Of all the entries below, only the lines from the one with "name, self.endpoint, e" up to and including the one with "async fn get_file(&self, key: &str)" are to be duplicated exactly.

### Records for this task

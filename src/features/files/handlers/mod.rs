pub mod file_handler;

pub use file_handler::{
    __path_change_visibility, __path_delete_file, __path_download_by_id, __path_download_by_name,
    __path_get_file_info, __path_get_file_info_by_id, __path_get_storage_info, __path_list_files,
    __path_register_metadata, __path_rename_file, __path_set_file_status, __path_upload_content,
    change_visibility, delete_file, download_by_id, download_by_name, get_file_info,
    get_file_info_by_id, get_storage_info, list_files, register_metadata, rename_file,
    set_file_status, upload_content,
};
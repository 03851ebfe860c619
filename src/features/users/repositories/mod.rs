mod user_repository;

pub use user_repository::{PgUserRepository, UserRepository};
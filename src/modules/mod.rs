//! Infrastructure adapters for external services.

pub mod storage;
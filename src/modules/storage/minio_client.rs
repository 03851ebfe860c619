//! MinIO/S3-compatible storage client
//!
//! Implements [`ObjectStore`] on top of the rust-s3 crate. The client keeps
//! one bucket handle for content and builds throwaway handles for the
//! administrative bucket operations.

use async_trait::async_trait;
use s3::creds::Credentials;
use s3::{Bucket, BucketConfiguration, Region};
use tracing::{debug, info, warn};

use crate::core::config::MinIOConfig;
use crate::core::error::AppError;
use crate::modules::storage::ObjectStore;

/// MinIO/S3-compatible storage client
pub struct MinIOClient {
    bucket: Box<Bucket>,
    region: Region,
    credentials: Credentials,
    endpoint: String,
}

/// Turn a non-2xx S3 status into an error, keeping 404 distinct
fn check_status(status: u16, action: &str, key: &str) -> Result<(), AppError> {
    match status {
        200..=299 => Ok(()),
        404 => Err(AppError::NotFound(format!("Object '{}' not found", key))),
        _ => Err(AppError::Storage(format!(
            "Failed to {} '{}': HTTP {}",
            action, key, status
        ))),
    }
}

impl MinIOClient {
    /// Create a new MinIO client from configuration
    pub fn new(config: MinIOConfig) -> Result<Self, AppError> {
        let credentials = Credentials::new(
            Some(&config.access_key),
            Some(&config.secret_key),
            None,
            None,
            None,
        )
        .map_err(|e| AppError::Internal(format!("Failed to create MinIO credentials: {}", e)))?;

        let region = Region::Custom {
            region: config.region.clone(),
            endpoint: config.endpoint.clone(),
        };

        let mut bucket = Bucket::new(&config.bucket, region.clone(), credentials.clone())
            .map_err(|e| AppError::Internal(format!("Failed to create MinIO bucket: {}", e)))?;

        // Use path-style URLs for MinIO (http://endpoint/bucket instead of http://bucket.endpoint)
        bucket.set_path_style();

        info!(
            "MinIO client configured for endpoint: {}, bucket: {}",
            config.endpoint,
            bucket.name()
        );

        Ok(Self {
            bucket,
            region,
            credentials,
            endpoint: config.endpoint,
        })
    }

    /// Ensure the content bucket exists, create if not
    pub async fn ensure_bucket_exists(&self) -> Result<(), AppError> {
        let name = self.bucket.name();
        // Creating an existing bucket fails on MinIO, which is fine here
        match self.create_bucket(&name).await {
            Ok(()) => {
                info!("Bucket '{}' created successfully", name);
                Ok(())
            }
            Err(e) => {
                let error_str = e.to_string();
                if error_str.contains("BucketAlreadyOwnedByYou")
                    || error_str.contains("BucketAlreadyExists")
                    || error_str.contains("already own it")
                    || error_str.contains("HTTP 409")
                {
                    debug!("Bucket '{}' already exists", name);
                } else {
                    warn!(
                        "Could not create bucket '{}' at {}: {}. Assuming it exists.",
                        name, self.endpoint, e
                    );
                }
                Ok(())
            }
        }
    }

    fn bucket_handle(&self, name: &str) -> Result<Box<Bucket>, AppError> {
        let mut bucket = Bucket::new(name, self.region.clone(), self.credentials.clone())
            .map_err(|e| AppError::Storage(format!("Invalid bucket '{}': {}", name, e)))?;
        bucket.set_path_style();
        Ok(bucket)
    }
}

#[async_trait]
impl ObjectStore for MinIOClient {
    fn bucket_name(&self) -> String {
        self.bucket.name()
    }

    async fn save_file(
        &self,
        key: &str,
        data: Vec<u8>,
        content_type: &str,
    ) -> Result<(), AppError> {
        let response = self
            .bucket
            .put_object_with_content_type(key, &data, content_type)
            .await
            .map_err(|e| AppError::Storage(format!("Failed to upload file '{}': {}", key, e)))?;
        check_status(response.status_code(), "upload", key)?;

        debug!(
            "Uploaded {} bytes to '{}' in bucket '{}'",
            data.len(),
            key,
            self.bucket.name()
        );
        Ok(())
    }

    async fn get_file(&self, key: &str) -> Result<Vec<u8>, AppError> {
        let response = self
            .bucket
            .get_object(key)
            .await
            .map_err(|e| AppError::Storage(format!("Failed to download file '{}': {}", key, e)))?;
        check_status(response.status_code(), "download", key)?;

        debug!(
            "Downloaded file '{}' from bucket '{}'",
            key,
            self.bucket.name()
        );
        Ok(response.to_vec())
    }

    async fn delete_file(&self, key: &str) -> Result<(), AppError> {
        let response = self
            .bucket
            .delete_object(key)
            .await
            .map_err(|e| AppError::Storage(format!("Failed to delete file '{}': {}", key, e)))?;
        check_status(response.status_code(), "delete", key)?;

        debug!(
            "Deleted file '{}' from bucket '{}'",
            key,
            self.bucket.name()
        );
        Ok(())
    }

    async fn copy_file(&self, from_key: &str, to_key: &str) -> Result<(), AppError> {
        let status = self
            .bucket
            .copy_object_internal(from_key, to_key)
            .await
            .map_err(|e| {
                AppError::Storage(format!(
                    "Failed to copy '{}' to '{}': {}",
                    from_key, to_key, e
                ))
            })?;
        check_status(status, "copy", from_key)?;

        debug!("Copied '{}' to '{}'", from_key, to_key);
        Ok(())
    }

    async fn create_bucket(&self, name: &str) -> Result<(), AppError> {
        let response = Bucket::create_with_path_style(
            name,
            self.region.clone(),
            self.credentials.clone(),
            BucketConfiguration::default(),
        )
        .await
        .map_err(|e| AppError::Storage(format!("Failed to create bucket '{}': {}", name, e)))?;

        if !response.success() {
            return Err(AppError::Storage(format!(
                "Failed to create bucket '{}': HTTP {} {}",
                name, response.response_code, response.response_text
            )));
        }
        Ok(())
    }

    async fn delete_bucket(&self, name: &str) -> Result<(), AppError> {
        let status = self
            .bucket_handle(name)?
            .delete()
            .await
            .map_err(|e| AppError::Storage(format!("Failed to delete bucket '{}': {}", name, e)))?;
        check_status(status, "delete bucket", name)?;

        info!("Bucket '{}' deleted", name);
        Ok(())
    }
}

######

## Task response
                        name, self.endpoint, e
                    );
                }
                Ok(())
            }
        }
    }

    fn bucket_handle(&self, name: &str) -> Result<Box<Bucket>, AppError> {
        let mut bucket = Bucket::new(name, self.region.clone(), self.credentials.clone())
            .map_err(|e| AppError::Storage(format!("Invalid bucket '{}': {}", name, e)))?;
        bucket.set_path_style();
        Ok(bucket)
    }
}

#[async_trait]
impl ObjectStore for MinIOClient {
    fn bucket_name(&self) -> String {
        self.bucket.name()
    }

    async fn save_file(
        &self,
        key: &str,
        data: Vec<u8>,
        content_type: &str,
    ) -> Result<(), AppError> {
        let response = self
            .bucket
            .put_object_with_content_type(key, &data, content_type)
            .await
            .map_err(|e| AppError::Storage(format!("Failed to upload file '{}': {}", key, e)))?;
        check_status(response.status_code(), "upload", key)?;

        debug!(
            "Uploaded {} bytes to '{}' in bucket '{}'",
            data.len(),
            key,
            self.bucket.name()
        );
        Ok(())
    }

    async fn get_file(&self, key: &str) -> Result<Vec<u8>, AppError> {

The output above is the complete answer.